Effects of ethanol, acetaldehyde and cholesteryl esters on pancreatic lysosomes

Abstract

Recent studies indicate that altered lysosomal function may be involved in the early stages of pancreatic injury. Chronic consumption of ethanol increases rat pancreatic lysosomal fragility. The aim of this study is to determine whether the lysosomal fragility observed after chronic ethanol consumption is mediated by ethanol per se, its oxidative metabolite acetaldehyde or cholesteryl esters (substances which accumulate in the pancreas after ethanol consumption). Pancreatic lysosomes from chow fed rats were incubated for 30 minutes at 37 degrees C with ethanol, acetaldehyde or phosphatidylcholine vesicles containing cholesteryl oleate.

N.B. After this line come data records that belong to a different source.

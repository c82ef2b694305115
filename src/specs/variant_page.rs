// src/specs/variant_page.rs
//
// Items with style variants list their modifiers on their own page, below the
// "Modifiers" heading: a <ul> naming the variant, then a <dl> whose text has
// one modifier per line. The section ends at the next <h2>.

use once_cell::sync::Lazy;
use scraper::{ElementRef, Html, Selector};

use crate::core::html::{self, text_of};
use crate::core::net::{fetch_document, join_url, Fetch};
use crate::error::Result;

static MODIFIERS_ANCHOR: Lazy<Selector> = Lazy::new(|| html::selector("#Modifiers"));

/// "Given a variant page link, return its modifier fragments."
pub trait VariantSource {
    fn variant_fragments(&self, href: &str) -> Result<Vec<String>>;
}

/// Variant pages straight off the wiki.
pub struct WikiVariants<'a> {
    fetcher: &'a dyn Fetch,
    base_url: &'a str,
}

impl<'a> WikiVariants<'a> {
    pub fn new(fetcher: &'a dyn Fetch, base_url: &'a str) -> Self {
        Self { fetcher, base_url }
    }
}

impl VariantSource for WikiVariants<'_> {
    fn variant_fragments(&self, href: &str) -> Result<Vec<String>> {
        let url = join_url(self.base_url, href);
        log::info!("Getting variant page {url}");
        let doc = fetch_document(self.fetcher, &url)?;
        Ok(variant_lines(&doc))
    }
}

#[derive(Clone, Copy, Debug, PartialEq, Eq)]
enum WalkState {
    /// Before any variant list. Only the first `dl` here is read.
    Scanning { dl_read: bool },
    /// After a `ul`. Only the first `dl` of the block is read.
    VariantBlock { dl_read: bool },
}

impl WalkState {
    fn dl_read(self) -> bool {
        match self {
            WalkState::Scanning { dl_read } | WalkState::VariantBlock { dl_read } => dl_read,
        }
    }

    fn mark_read(self) -> Self {
        match self {
            WalkState::Scanning { .. } => WalkState::Scanning { dl_read: true },
            WalkState::VariantBlock { .. } => WalkState::VariantBlock { dl_read: true },
        }
    }
}

/// Variant headers and their modifier lines, in page order.
pub fn variant_lines(doc: &Html) -> Vec<String> {
    let Some(anchor) = doc.select(&MODIFIERS_ANCHOR).next() else {
        log::warn!("Variant page has no Modifiers section");
        return Vec::new();
    };
    let anchor_id = (*anchor).id();

    let mut lines = Vec::new();
    let mut state = WalkState::Scanning { dl_read: false };

    let following = doc
        .root_element()
        .descendants()
        .skip_while(|node| node.id() != anchor_id)
        .skip(1)
        .filter_map(ElementRef::wrap);

    for el in following {
        match el.value().name() {
            "h2" => break,
            "ul" => {
                let header = text_of(el).trim().to_string();
                if !header.is_empty() {
                    lines.push(header);
                }
                state = WalkState::VariantBlock { dl_read: false };
            }
            "dl" if !state.dl_read() => {
                lines.extend(
                    text_of(el)
                        .split('\n')
                        .map(str::trim)
                        .filter(|l| !l.is_empty())
                        .map(str::to_string),
                );
                state = state.mark_read();
            }
            _ => {}
        }
    }
    log::debug!("Variant page: {} lines", lines.len());
    lines
}
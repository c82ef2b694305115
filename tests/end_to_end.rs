// tests/end_to_end.rs
use std::collections::HashMap;
use std::fs;
use std::sync::Mutex;

use poe_uniques::config::RunOptions;
use poe_uniques::core::Fetch;
use poe_uniques::progress::NullProgress;
use poe_uniques::{runner, Error, Result};

const BASE: &str = "http://wiki.test";
const INDEX: &str = "http://wiki.test/Unique_item";

/// Canned wiki: url -> page body, plus a log of what was asked for.
struct Wiki {
    pages: HashMap<String, String>,
    asked: Mutex<Vec<String>>,
}

impl Wiki {
    fn new(pages: &[(&str, String)]) -> Self {
        Self {
            pages: pages.iter().map(|(u, p)| (u.to_string(), p.clone())).collect(),
            asked: Mutex::new(Vec::new()),
        }
    }
}

impl Fetch for Wiki {
    fn get(&self, url: &str) -> Result<String> {
        self.asked.lock().unwrap().push(url.to_string());
        self.pages
            .get(url)
            .cloned()
            .ok_or_else(|| Error::Status { url: url.to_string(), status: 404 })
    }
}

fn index_page() -> String {
    r#"<html><body><table><tr><td>
        <div class="hlist"><a href="/List_of_unique_belts">Belts</a></div>
    </td></tr></table></body></html>"#
        .to_string()
}

fn belts_page() -> String {
    "<html><body><table><tbody>\
     <tr><th>Name</th><th>Stats</th></tr>\
     <tr id=\"Doryanis_Invitation\"><td>Doryani's Invitation</td><td><div class=\"item-stats\">\
     <span class=\"group\">+(20\u{2013}30) to maximum Life</span>\
     <span class=\"group\"><a href=\"/Doryani%27s_Invitation\">&lt;Style Variant&gt;</a></span>\
     </div></td></tr>\
     </tbody></table></body></html>"
        .to_string()
}

fn doryani_page() -> String {
    "<html><body>\
     <h2><span class=\"mw-headline\" id=\"Modifiers\">Modifiers</span></h2>\
     <ul><li>Old variant</li></ul>\
     <dl><dd>(20\u{2013}25)% increased Fire Damage</dd>\n<dd>Your Flasks grant 10% chance to Freeze</dd></dl>\
     <ul><li>Current variant</li></ul>\
     <dl><dd>(25\u{2013}30)% increased Fire Damage</dd></dl>\
     <h2><span id=\"Version_history\">Version history</span></h2>\
     </body></html>"
        .to_string()
}

fn maps_page() -> String {
    "<html><body><table><tbody>\
     <tr id=\"Maelstrom\"><td>Maelstr\u{00F6}m of Chaos</td><td><div class=\"item-stats\">\
     <span class=\"group\">Area is inhabited by 2 additional Rogue Exiles</span>\
     </div></td></tr>\
     </tbody></table></body></html>"
        .to_string()
}

fn options(dir: &tempfile::TempDir) -> RunOptions {
    RunOptions {
        index_url: INDEX.to_string(),
        base_url: BASE.to_string(),
        extra_pages: vec!["/List_of_unique_maps".to_string()],
        out_path: dir.path().join("Uniques.txt"),
        workers: 2,
    }
}

#[test]
fn writes_header_then_one_line_per_item() {
    let wiki = Wiki::new(&[
        (INDEX, index_page()),
        ("http://wiki.test/List_of_unique_belts", belts_page()),
        ("http://wiki.test/List_of_unique_maps", maps_page()),
        ("http://wiki.test/Doryani%27s_Invitation", doryani_page()),
    ]);
    let dir = tempfile::tempdir().unwrap();
    let opts = options(&dir);

    let summary = runner::run(&opts, &wiki, &mut NullProgress).unwrap();
    assert_eq!(summary.pages, 2);
    assert_eq!(summary.items, 2);

    let text = fs::read_to_string(&opts.out_path).unwrap();
    let lines: Vec<&str> = text.lines().collect();
    assert_eq!(lines.len(), 8);
    assert!(lines[..5].iter().all(|l| l.starts_with(';')));
    assert_eq!(lines[5], "");
    assert_eq!(
        lines[6],
        "Doryani's Invitation|@20-30:To Maximum Life\
         | -Old- |20-25:Increased Fire Damage|10:Your Flasks Grant Chance To Freeze\
         | -Current- |25-30:Increased Fire Damage"
    );
    assert_eq!(lines[7], "Maelstrom of Chaos|2:Area Is Inhabited By Additional Rogue Exiles");

    let asked = wiki.asked.lock().unwrap();
    assert_eq!(asked.len(), 4);
    assert_eq!(asked[0], INDEX);
}

#[test]
fn failed_listing_page_leaves_only_the_header() {
    let wiki = Wiki::new(&[
        (INDEX, index_page()),
        ("http://wiki.test/List_of_unique_belts", belts_page()),
        ("http://wiki.test/Doryani%27s_Invitation", doryani_page()),
    ]);
    let dir = tempfile::tempdir().unwrap();
    let opts = options(&dir);

    let err = runner::run(&opts, &wiki, &mut NullProgress).unwrap_err();
    assert!(matches!(err, Error::Status { status: 404, ref url } if url.ends_with("List_of_unique_maps")));

    let text = fs::read_to_string(&opts.out_path).unwrap();
    assert_eq!(text.lines().count(), 6);
}

#[test]
fn index_without_table_writes_nothing() {
    let wiki = Wiki::new(&[(INDEX, "<html><body><p>moved</p></body></html>".to_string())]);
    let dir = tempfile::tempdir().unwrap();
    let opts = options(&dir);

    let err = runner::run(&opts, &wiki, &mut NullProgress).unwrap_err();
    assert!(matches!(err, Error::Structure { .. }));
    assert!(!opts.out_path.exists());
}
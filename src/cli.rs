// src/cli.rs
use std::{env, time::Instant};

use log::LevelFilter;

use crate::{
    config::RunOptions,
    core::HttpFetcher,
    error::{Error, Result},
    progress::Progress,
    runner,
};

/// Prints one line per page, like the old script did.
#[derive(Default)]
pub struct CliProgress {
    total: usize,
    done: usize,
}

impl Progress for CliProgress {
    fn begin(&mut self, total: usize) {
        self.total = total;
        println!("Getting {total} listing pages...");
    }

    fn log(&mut self, msg: &str) {
        println!("{msg}");
    }

    fn page_done(&mut self, _index: usize, url: &str, items: usize) {
        self.done += 1;
        println!("[{}/{}] {url}: {items} items", self.done, self.total);
    }

    fn page_failed(&mut self, _index: usize, url: &str) {
        eprintln!("Failed: {url}");
    }
}

/// The tool takes no arguments.
pub fn check_args<I: IntoIterator<Item = String>>(args: I) -> Result<()> {
    match args.into_iter().next() {
        None => Ok(()),
        Some(a) => Err(Error::Usage(format!(
            "Unknown arg: {a} (scrape_uniques takes no arguments and writes Uniques.txt)"
        ))),
    }
}

pub fn run() -> Result<()> {
    check_args(env::args().skip(1))?;

    if let Err(e) = crate::log::init(LevelFilter::Debug) {
        eprintln!("Warning: debug log disabled: {e}");
    }

    let started = Instant::now();
    let fetcher = HttpFetcher::new();
    let mut progress = CliProgress::default();
    let summary = runner::run(&RunOptions::default(), &fetcher, &mut progress)?;

    println!(
        "Wrote {} items from {} pages to {}",
        summary.items,
        summary.pages,
        summary.out_path.display()
    );
    println!("Program execution time: {:?}", started.elapsed());
    Ok(())
}
// src/scrape.rs
use std::{
    thread, time::Duration,
    sync::{ mpsc, atomic::{ AtomicBool, AtomicUsize, Ordering }},
};

use crate::{
    config::consts::{ JITTER_MS, REQUEST_PAUSE_MS },
    core::net::{ fetch_document, Fetch },
    error::{ Error, Result },
    progress::Progress,
    specs::{ listing, WikiVariants },
};

/// Items of one listing page; each item is its ordered fragment list.
pub type PageItems = Vec<Vec<String>>;

/// Fetch one listing page and read its item rows.
pub fn scrape_listing(fetcher: &dyn Fetch, base_url: &str, url: &str) -> Result<PageItems> {
    let doc = fetch_document(fetcher, url)?;
    let variants = WikiVariants::new(fetcher, base_url);
    listing::extract_items(&doc, &variants)
}

/// Read every listing page on `workers` threads.
///
/// The result lines up with `urls`. The first failure stops workers from
/// taking new pages; pages already in flight finish, then the error is returned.
pub fn collect_catalog(
    urls: &[String],
    fetcher: &dyn Fetch,
    base_url: &str,
    workers: usize,
    progress: &mut dyn Progress,
) -> Result<Vec<PageItems>> {
    progress.begin(urls.len());

    let counter = AtomicUsize::new(0);
    let abort = AtomicBool::new(false);
    let (res_tx, res_rx) = mpsc::channel::<(usize, Result<PageItems>)>();
    let workers = workers.min(urls.len()).max(1);

    let mut pages: Vec<Option<PageItems>> = urls.iter().map(|_| None).collect();
    let mut first_err: Option<Error> = None;

    thread::scope(|s| {
        // Spawn workers
        for _ in 0..workers {
            let tx = res_tx.clone();
            let (counter, abort) = (&counter, &abort);
            s.spawn(move || {
                loop {
                    if abort.load(Ordering::Relaxed) {
                        break;
                    }
                    let i = counter.fetch_add(1, Ordering::Relaxed);
                    if i >= urls.len() {
                        break;
                    }
                    let result = scrape_listing(fetcher, base_url, &urls[i]);
                    if tx.send((i, result)).is_err() {
                        break;
                    }
                    let jitter = (i as u64) % JITTER_MS;
                    thread::sleep(Duration::from_millis(REQUEST_PAUSE_MS + jitter)); // be polite
                }
            });
        }
        drop(res_tx); // main thread is sole receiver now

        // Aggregate results
        for (i, result) in res_rx.iter() {
            match result {
                Ok(items) => {
                    log::info!("Page {}: {} items from {}", i, items.len(), urls[i]);
                    progress.page_done(i, &urls[i], items.len());
                    pages[i] = Some(items);
                }
                Err(e) => {
                    log::error!("Page {}: {}: {e}", i, urls[i]);
                    progress.page_failed(i, &urls[i]);
                    abort.store(true, Ordering::Relaxed);
                    first_err.get_or_insert(e);
                }
            }
        }
    });

    progress.finish();

    if let Some(e) = first_err {
        return Err(e);
    }
    pages.into_iter().collect::<Option<Vec<_>>>().ok_or(Error::Pool)
}
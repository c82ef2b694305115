// src/log.rs
//
// `log` backend: appends "[elapsed][LEVEL] message" lines to the debug log.
// Records from other crates (HTTP/TLS stack) only get through at warn and up.

use std::fmt;
use std::fs::{self, OpenOptions};
use std::io::Write;
use std::path::Path;
use std::sync::{Mutex, OnceLock};
use std::time::Instant;

use log::{Level, LevelFilter, Log, Metadata, Record, SetLoggerError};

use crate::config::consts::LOG_FILE;

static START: OnceLock<Instant> = OnceLock::new();
static LOGGER: FileLogger = FileLogger { lock: Mutex::new(()) };

const OWN_TARGET: &str = env!("CARGO_CRATE_NAME");

fn start() -> Instant {
    *START.get_or_init(Instant::now)
}

fn fmt_elapsed(ms: u128) -> String {
    let total_ms = ms as u64;
    let h = total_ms / 3_600_000;
    let m = (total_ms % 3_600_000) / 60_000;
    let s = (total_ms % 60_000) / 1_000;
    let ms = total_ms % 1_000;
    format!("{h:02}:{m:02}:{s:02}.{ms:03}")
}

fn format_line(elapsed_ms: u128, level: Level, msg: &fmt::Arguments) -> String {
    format!("[{}][{level}] {msg}\n", fmt_elapsed(elapsed_ms))
}

struct FileLogger {
    lock: Mutex<()>,
}

impl Log for FileLogger {
    fn enabled(&self, metadata: &Metadata) -> bool {
        if metadata.target().starts_with(OWN_TARGET) {
            metadata.level() <= log::max_level()
        } else {
            metadata.level() <= Level::Warn
        }
    }

    fn log(&self, record: &Record) {
        if !self.enabled(record.metadata()) {
            return;
        }
        let line = format_line(start().elapsed().as_millis(), record.level(), record.args());

        if let Ok(_guard) = self.lock.lock() {
            if let Some(dir) = Path::new(LOG_FILE).parent() {
                let _ = fs::create_dir_all(dir);
            }
            if let Ok(mut file) = OpenOptions::new().create(true).append(true).open(LOG_FILE) {
                let _ = file.write_all(line.as_bytes());
            }
        }
    }

    fn flush(&self) {}
}

/// Install the file logger. Call once, early; a second call returns the error from `log`.
pub fn init(level: LevelFilter) -> Result<(), SetLoggerError> {
    start();
    log::set_logger(&LOGGER).map(|()| log::set_max_level(level))
}
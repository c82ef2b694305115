// src/specs/listing.rs
//
// A category listing page: one <tr id=...> per item. Rows without an id are
// headers and spacers.
//
//   <tr id="Kaoms_Heart">
//     <td>Kaom's Heart</td>
//     <td><div class="item-stats">
//           <span class="group">implicit</span>       (only when there is one)
//           <span class="group">mod<br>mod<br>...</span>
//     </div></td>
//   </tr>

use once_cell::sync::Lazy;
use scraper::{CaseSensitivity, ElementRef, Html, Selector};

use crate::core::html::{self, Child};
use crate::core::sanitize::normalize_ws;
use crate::error::Result;
use crate::record::{normalize_fragment, FragmentKind};
use super::VariantSource;

static ITEM_ROW: Lazy<Selector> = Lazy::new(|| html::selector("tr[id]"));
static ITEM_STATS: Lazy<Selector> = Lazy::new(|| html::selector("div.item-stats"));
static LINK: Lazy<Selector> = Lazy::new(|| html::selector("a[href]"));

/// Stands in for a list of modifiers that lives on the item's own page.
pub const STYLE_VARIANT_MARKER: &str = "<Style Variant>";

/// One fragment list per item row: name, implicit (`@`-tagged), explicits.
pub fn extract_items(doc: &Html, variants: &dyn VariantSource) -> Result<Vec<Vec<String>>> {
    let mut items = Vec::new();
    for row in doc.select(&ITEM_ROW) {
        let Some(first_cell) = html::significant_children(row).into_iter().next() else {
            continue;
        };
        let name = normalize_fragment(&first_cell.text(), FragmentKind::Name);
        log::debug!("Getting data for {name}");

        let mut fragments = vec![name];
        for stats in row.select(&ITEM_STATS) {
            read_stats(stats, variants, &mut fragments)?;
        }
        items.push(fragments);
    }
    Ok(items)
}

fn read_stats(
    stats: ElementRef<'_>,
    variants: &dyn VariantSource,
    out: &mut Vec<String>,
) -> Result<()> {
    let children = html::significant_children(stats);
    let Some(explicit) = children.last() else {
        return Ok(());
    };
    if children.len() > 1 {
        out.push(normalize_fragment(&children[0].text(), FragmentKind::Implicit));
    }

    let variant_href = variant_link(stats, *explicit);
    for line in modifier_lines(*explicit) {
        if line == STYLE_VARIANT_MARKER {
            if let Some(href) = variant_href {
                for fragment in variants.variant_fragments(href)? {
                    out.push(normalize_fragment(&fragment, FragmentKind::Explicit));
                }
                continue;
            }
            log::warn!("Style variant marker without a link; keeping it as text");
        }
        out.push(normalize_fragment(&line, FragmentKind::Explicit));
    }
    Ok(())
}

/// The link behind the style-variant marker. Implicits can carry links of
/// their own, so prefer the marker's own link, then the first link of the
/// explicit block, then any link in the stats block.
fn variant_link<'a>(stats: ElementRef<'a>, explicit: Child<'a>) -> Option<&'a str> {
    let links: Vec<ElementRef<'a>> = stats.select(&LINK).collect();
    links
        .iter()
        .find(|a| normalize_ws(&html::text_of(**a)) == STYLE_VARIANT_MARKER)
        .or_else(|| match explicit {
            Child::Element(el) => links.iter().find(|a| el.descendants().any(|n| n.id() == a.id())),
            Child::Text(_) => None,
        })
        .or_else(|| links.first())
        .and_then(|a| href_of(*a))
}

fn href_of<'a>(a: ElementRef<'a>) -> Option<&'a str> {
    a.value().attr("href")
}

/// Split an explicit block into modifier lines. Inline markup stays in the
/// line it sits in; `<br>` and block elements end the line.
fn modifier_lines(block: Child<'_>) -> Vec<String> {
    let mut lines = LineCollector::default();
    match block {
        Child::Element(el) => lines.walk(el),
        Child::Text(text) => lines.current.push_str(text),
    }
    lines.flush();
    lines.done
}

#[derive(Default)]
struct LineCollector {
    done: Vec<String>,
    current: String,
}

impl LineCollector {
    fn flush(&mut self) {
        let line = normalize_ws(&self.current);
        self.current.clear();
        if !line.is_empty() {
            self.done.push(line);
        }
    }

    fn walk(&mut self, el: ElementRef<'_>) {
        for node in el.children() {
            if let Some(child) = ElementRef::wrap(node) {
                let name = child.value().name();
                if name == "br" {
                    self.flush();
                } else if html::is_inline(name)
                    && !child.value().has_class("group", CaseSensitivity::CaseSensitive)
                {
                    self.walk(child);
                } else {
                    self.flush();
                    self.walk(child);
                    self.flush();
                }
            } else if let Some(text) = node.value().as_text() {
                self.current.push_str(text);
            }
        }
    }
}
// src/record/fragment.rs
use crate::core::sanitize::{ascii_dashes, fold_umlaut};

/// Where a raw fragment came from inside an item row.
#[derive(Clone, Copy, Debug, PartialEq, Eq)]
pub enum FragmentKind {
    /// First cell of the row.
    Name,
    /// First child of a stats block that has more than one.
    Implicit,
    Explicit,
}

pub const IMPLICIT_MARK: char = '@';

/// Dashes to ASCII everywhere, `ö` folded in names only, `@` in front of implicits.
pub fn normalize_fragment(raw: &str, kind: FragmentKind) -> String {
    let text = ascii_dashes(raw);
    match kind {
        FragmentKind::Name => fold_umlaut(text.trim_end()),
        FragmentKind::Implicit => format!("{IMPLICIT_MARK}{text}"),
        FragmentKind::Explicit => text,
    }
}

Lysosomal stability was then assessed by determination of: (a) Latency--that is, the per cent increase in lysosomal enzyme activity after addition of Triton X-100 and (b) Supernatant activity--that is, the proportion of lysosomal enzyme remaining in the supernatant after resedimentation of lysosomes. Acid phosphatase, N-acetyl glucosaminidase, beta-glucuronidase and cathepsin B were assayed as lysosomal marker enzymes. Lysosomes incubated with homogenising medium alone or equivalent volumes of phosphatidylcholine vesicles without cholesteryl oleate were used as controls. Cholesteryl oleate at concentrations of 15 and 20 mM increased pancreatic lysosomal fragility as shown by decreased latency and increased supernatant enzyme. In contrast, ethanol (150 mM) and acetaldehyde (5 mM) had no effect on lysosomal stability in vitro. These results suggest that increased pancreatic lysosomal fragility observed with ethanol may be mediated by cholesteryl ester accumulation rather than by ethanol or acetaldehyde.